Why the obvious solution does not work
Your first instinct might be: check if the seat is available, then book it.
// DO NOT DO THIS
$seat = Seat::find($seatId);
if ($seat->status === 'available') {
$seat->update(['status' => 'booked', 'user_id' => $userId]);
}This looks fine. But between the check and the update, another request can sneak in. Both requests read "available", both decide to book, both update. You have a double booking.
Solution 1: Pessimistic locking
Lock the row when you read it. No other request can read or write it until you are done.
DB::transaction(function () use ($seatId, $userId) {
// This locks the row until the transaction ends
$seat = Seat::where('id', $seatId)
->lockForUpdate()
->first();
if (!$seat || $seat->status !== 'available') {
throw new SeatNotAvailableException('Sorry, this seat was just taken.');
}
$seat->update(['status' => 'booked', 'user_id' => $userId]);
Booking::create([
'seat_id' => $seatId,
'user_id' => $userId,
'booked_at' => now(),
]);
});lockForUpdate() tells the database: "I am reading this row and I am about to change it. Nobody else can touch it until I am done." The second request has to wait. When it gets its turn, it reads the seat as "booked" and throws the exception.
This is the safest approach for ticket booking.
Solution 2: Optimistic locking
Instead of locking, use a version number. If the version has changed by the time you try to save, someone else got there first.
$updated = Seat::where('id', $seatId)
->where('status', 'available')
->where('version', $currentVersion)
->update([
'status' => 'booked',
'user_id' => $userId,
'version' => $currentVersion + 1,
]);
if ($updated === 0) {
throw new SeatNotAvailableException('This seat was just taken.');
}This works without locking. The where('version', $currentVersion) clause means the update only succeeds if nobody else has changed the row. If it returns 0 rows updated, you know there was a conflict.
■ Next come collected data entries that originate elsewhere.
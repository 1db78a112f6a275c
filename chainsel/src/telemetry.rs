//! Tracing subscriber initialisation.
//!
//! Logs go to stderr through `tracing-subscriber`'s fmt layer, keeping
//! stdout free for command output. Verbosity is controlled with the
//! standard `RUST_LOG` environment variable and defaults to `info`.

use tracing_subscriber::EnvFilter;

/// Install the global tracing subscriber. A second call is a no-op.
pub fn init() {
    let filter = EnvFilter::try_from_default_env().unwrap_or_else(|_| EnvFilter::new("info"));
    let _ = tracing_subscriber::fmt()
        .with_env_filter(filter)
        .with_writer(std::io::stderr)
        .with_target(false)
        .try_init();
}
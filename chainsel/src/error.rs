//! Unified error types for chainsel.

use thiserror::Error;

/// Top-level error type for the chainsel application.
#[derive(Debug, Error)]
pub enum Error {
    /// Configuration file could not be resolved, read, or parsed.
    #[error("config: {0}")]
    Config(String),

    /// Chain registry construction or lookup failed.
    #[error("chain: {0}")]
    Chain(String),
}

impl Error {
    /// Configuration error from a message.
    pub fn config(msg: impl Into<String>) -> Self {
        Self::Config(msg.into())
    }

    /// Configuration error from a message and an underlying cause.
    pub fn config_with(msg: impl Into<String>, err: impl std::fmt::Display) -> Self {
        Self::Config(format!("{}: {err}", msg.into()))
    }

    /// Chain error from a message.
    pub fn chain(msg: impl Into<String>) -> Self {
        Self::Chain(msg.into())
    }

    /// Chain error from a message and an underlying cause.
    pub fn chain_with(msg: impl Into<String>, err: impl std::fmt::Display) -> Self {
        Self::Chain(format!("{}: {err}", msg.into()))
    }
}
//! CLI definitions and command implementations for chainsel.

use std::path::PathBuf;

use clap::{Parser, Subcommand};

pub mod contracts;
pub mod init;
pub mod list;
pub mod show;

/// chainsel — chain selection and configuration registry.
#[derive(Debug, Parser)]
#[command(name = "chainsel")]
#[command(version, about, long_about = None)]
pub struct Cli {
    /// Subcommand to execute.
    #[command(subcommand)]
    pub command: Commands,
}

/// Available subcommands.
#[derive(Debug, Subcommand)]
pub enum Commands {
    /// Generate a default TOML configuration file.
    Init {
        /// Output path for the configuration file.
        #[arg(short, long, default_value = "config.toml")]
        output: PathBuf,

        /// Overwrite the file if it already exists.
        #[arg(long, default_value_t = false)]
        force: bool,
    },

    /// List all configured chains.
    List {
        /// Path to the TOML configuration file.
        #[arg(short, long, env = "CONFIG", default_value = "config.toml")]
        config: PathBuf,
    },

    /// Print a single chain configuration as JSON.
    Show {
        /// Path to the TOML configuration file.
        #[arg(short, long, env = "CONFIG", default_value = "config.toml")]
        config: PathBuf,

        /// Chain to print; defaults to the active chain.
        #[arg(long)]
        chain_id: Option<u64>,
    },

    /// Print the active chain's contract addresses.
    Contracts {
        /// Path to the TOML configuration file.
        #[arg(short, long, env = "CONFIG", default_value = "config.toml")]
        config: PathBuf,
    },
}
//! `chainsel show` command — print a chain configuration as JSON.

use std::path::Path;

use crate::chain::ChainRegistry;
use crate::config::load_config;
use crate::error::Error;

/// Execute the `show` command.
///
/// Prints the requested chain (by id, or the active chain when no id is
/// given) as pretty-printed JSON.
///
/// # Errors
///
/// Returns an error if configuration loading fails or the requested chain
/// is not configured.
#[allow(clippy::print_stdout)]
pub fn run(config_path: &Path, chain_id: Option<u64>) -> Result<(), Error> {
    let config = load_config(config_path)?;
    let registry = ChainRegistry::from_chains_config(&config.chains, config.active_chain)?;

    let chain = match chain_id {
        Some(id) => registry
            .get(id)
            .ok_or_else(|| Error::chain(format!("chain {id} is not configured")))?,
        None => registry
            .active()
            .ok_or_else(|| Error::chain("no active chain"))?,
    };

    let rendered = serde_json::to_string_pretty(chain)
        .map_err(|e| Error::chain_with("failed to encode chain config", e))?;
    println!("{rendered}");
    Ok(())
}
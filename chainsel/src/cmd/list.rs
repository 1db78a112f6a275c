//! `chainsel list` command — list all configured chains.

use std::path::Path;

use crate::chain::ChainRegistry;
use crate::config::load_config;
use crate::error::Error;

/// Execute the `list` command.
///
/// Prints one line per registered chain; the active chain is marked with
/// an asterisk.
///
/// # Errors
///
/// Returns an error if configuration loading or registry construction
/// fails.
#[allow(clippy::print_stdout)]
pub fn run(config_path: &Path) -> Result<(), Error> {
    let config = load_config(config_path)?;
    let registry = ChainRegistry::from_chains_config(&config.chains, config.active_chain)?;

    for chain in registry.chains() {
        let marker = if chain.chain_id == registry.active_chain_id() {
            "*"
        } else {
            " "
        };
        println!(
            "{marker} {:>10}  {}  ({})",
            chain.chain_id, chain.inner.name, chain.inner.rpc_url
        );
    }
    Ok(())
}
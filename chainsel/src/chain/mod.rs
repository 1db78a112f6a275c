//! Blockchain network types, configuration, and selection registry.
//!
//! - [`config`] — [`ChainConfig`] types and chain-id keyed TOML
//!   (de)serialisation.
//! - [`registry`] — [`ChainRegistry`] lookup and active-selection state.

mod config;
mod registry;

pub use self::config::*;
pub use self::registry::*;
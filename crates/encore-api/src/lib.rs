pub mod auth;
pub mod blocking;
pub mod error;
pub mod listens;
pub mod middleware;
pub mod notifications;
pub mod routes;
pub mod songs;
pub mod subscriptions;
pub mod users;

pub use auth::{AppState, AppStateInner};
pub use error::SocialError;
Optimistic locking is better when conflicts are rare. Pessimistic locking is better when conflicts are frequent (like a popular concert going on sale).
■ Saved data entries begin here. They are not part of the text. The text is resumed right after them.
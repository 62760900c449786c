use std::collections::HashSet;

use tracing::debug;

use encore_types::UserId;
use encore_types::events::GatewayEvent;

use crate::registry::ConnectionRegistry;

/// Best-effort fan-out over whatever is in the registry right now.
///
/// Delivery is at-most-once: nothing is buffered for identities that are
/// not connected, nothing is retried, and a closed socket is only logged.
#[derive(Clone)]
pub struct Dispatcher {
    registry: ConnectionRegistry,
}

impl Dispatcher {
    pub fn new(registry: ConnectionRegistry) -> Self {
        Self { registry }
    }

    pub fn registry(&self) -> &ConnectionRegistry {
        &self.registry
    }

    /// Send `event` to every registered identity in `recipients`, or to
    /// everyone when `recipients` is `None`. Returns how many were reached.
    pub async fn dispatch(&self, event: GatewayEvent, recipients: Option<&HashSet<UserId>>) -> usize {
        if recipients.is_some_and(|r| r.is_empty()) {
            return 0;
        }

        let mut sent = 0;
        for conn in self.registry.snapshot().await {
            if recipients.is_some_and(|r| !r.contains(&conn.identity)) {
                continue;
            }
            match conn.handle.send(event.clone()) {
                Ok(()) => sent += 1,
                Err(_) => debug!(
                    "dropping event for {}: connection {} is closed",
                    conn.identity, conn.handle.conn_id
                ),
            }
        }
        sent
    }

    /// Broadcast an event to all connected clients.
    pub async fn broadcast(&self, event: GatewayEvent) -> usize {
        self.dispatch(event, None).await
    }

    /// Send a targeted event to a specific user.
    pub async fn send_to_user(&self, user_id: UserId, event: GatewayEvent) -> bool {
        let recipients = HashSet::from([user_id]);
        self.dispatch(event, Some(&recipients)).await == 1
    }
}

#[cfg(test)]
mod tests {
    use super::*;
    use crate::registry::ConnectionHandle;
    use tokio::sync::mpsc::UnboundedReceiver;
    use uuid::Uuid;

    async fn online(dispatcher: &Dispatcher) -> (UserId, UnboundedReceiver<GatewayEvent>) {
        let user = Uuid::new_v4();
        let (handle, rx) = ConnectionHandle::new();
        dispatcher.registry().register(user, handle).await;
        (user, rx)
    }

    #[tokio::test]
    async fn broadcast_reaches_every_connection() {
        let dispatcher = Dispatcher::new(ConnectionRegistry::new());
        let (_, mut rx1) = online(&dispatcher).await;
        let (_, mut rx2) = online(&dispatcher).await;
        let (_, mut rx3) = online(&dispatcher).await;

        let event = GatewayEvent::notification("hello");
        assert_eq!(dispatcher.dispatch(event.clone(), None).await, 3);

        for rx in [&mut rx1, &mut rx2, &mut rx3] {
            assert_eq!(rx.try_recv().unwrap(), event);
        }
    }

    #[tokio::test]
    async fn empty_recipient_set_reaches_nobody() {
        let dispatcher = Dispatcher::new(ConnectionRegistry::new());
        let (_, mut rx) = online(&dispatcher).await;

        let nobody = HashSet::new();
        assert_eq!(dispatcher.dispatch(GatewayEvent::notification("x"), Some(&nobody)).await, 0);
        assert!(rx.try_recv().is_err());
    }

    #[tokio::test]
    async fn recipient_filter_selects_subset() {
        let dispatcher = Dispatcher::new(ConnectionRegistry::new());
        let (u1, mut rx1) = online(&dispatcher).await;
        let (_, mut rx2) = online(&dispatcher).await;
        let offline = Uuid::new_v4();

        let recipients = HashSet::from([u1, offline]);
        assert_eq!(dispatcher.dispatch(GatewayEvent::notification("x"), Some(&recipients)).await, 1);
        assert!(rx1.try_recv().is_ok());
        assert!(rx2.try_recv().is_err());
    }

    #[tokio::test]
    async fn closed_connection_is_skipped_silently() {
        let dispatcher = Dispatcher::new(ConnectionRegistry::new());
        let (gone, rx) = online(&dispatcher).await;
        drop(rx);
        let (_, mut rx2) = online(&dispatcher).await;

        assert!(!dispatcher.send_to_user(gone, GatewayEvent::notification("x")).await);
        assert_eq!(dispatcher.broadcast(GatewayEvent::notification("y")).await, 1);
        assert!(rx2.try_recv().is_ok());
    }
}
The temporary hold pattern
Good UX means holding a seat while the user fills in their payment details. When they start checkout, hold the seat for 10 minutes. If they do not complete payment, release it.
// When user starts checkout
$seat->update([
'status' => 'held',
'held_by' => $userId,
'held_until' => now()->addMinutes(10),
]);
// A scheduled job releases expired holds
Seat::where('status', 'held')
->where('held_until', '<', now())
->update(['status' => 'available', 'held_by' => null, 'held_until' => null]);This is how real ticketing systems work. The seat is "yours" while you are checking out, but it goes back on sale if you abandon the process.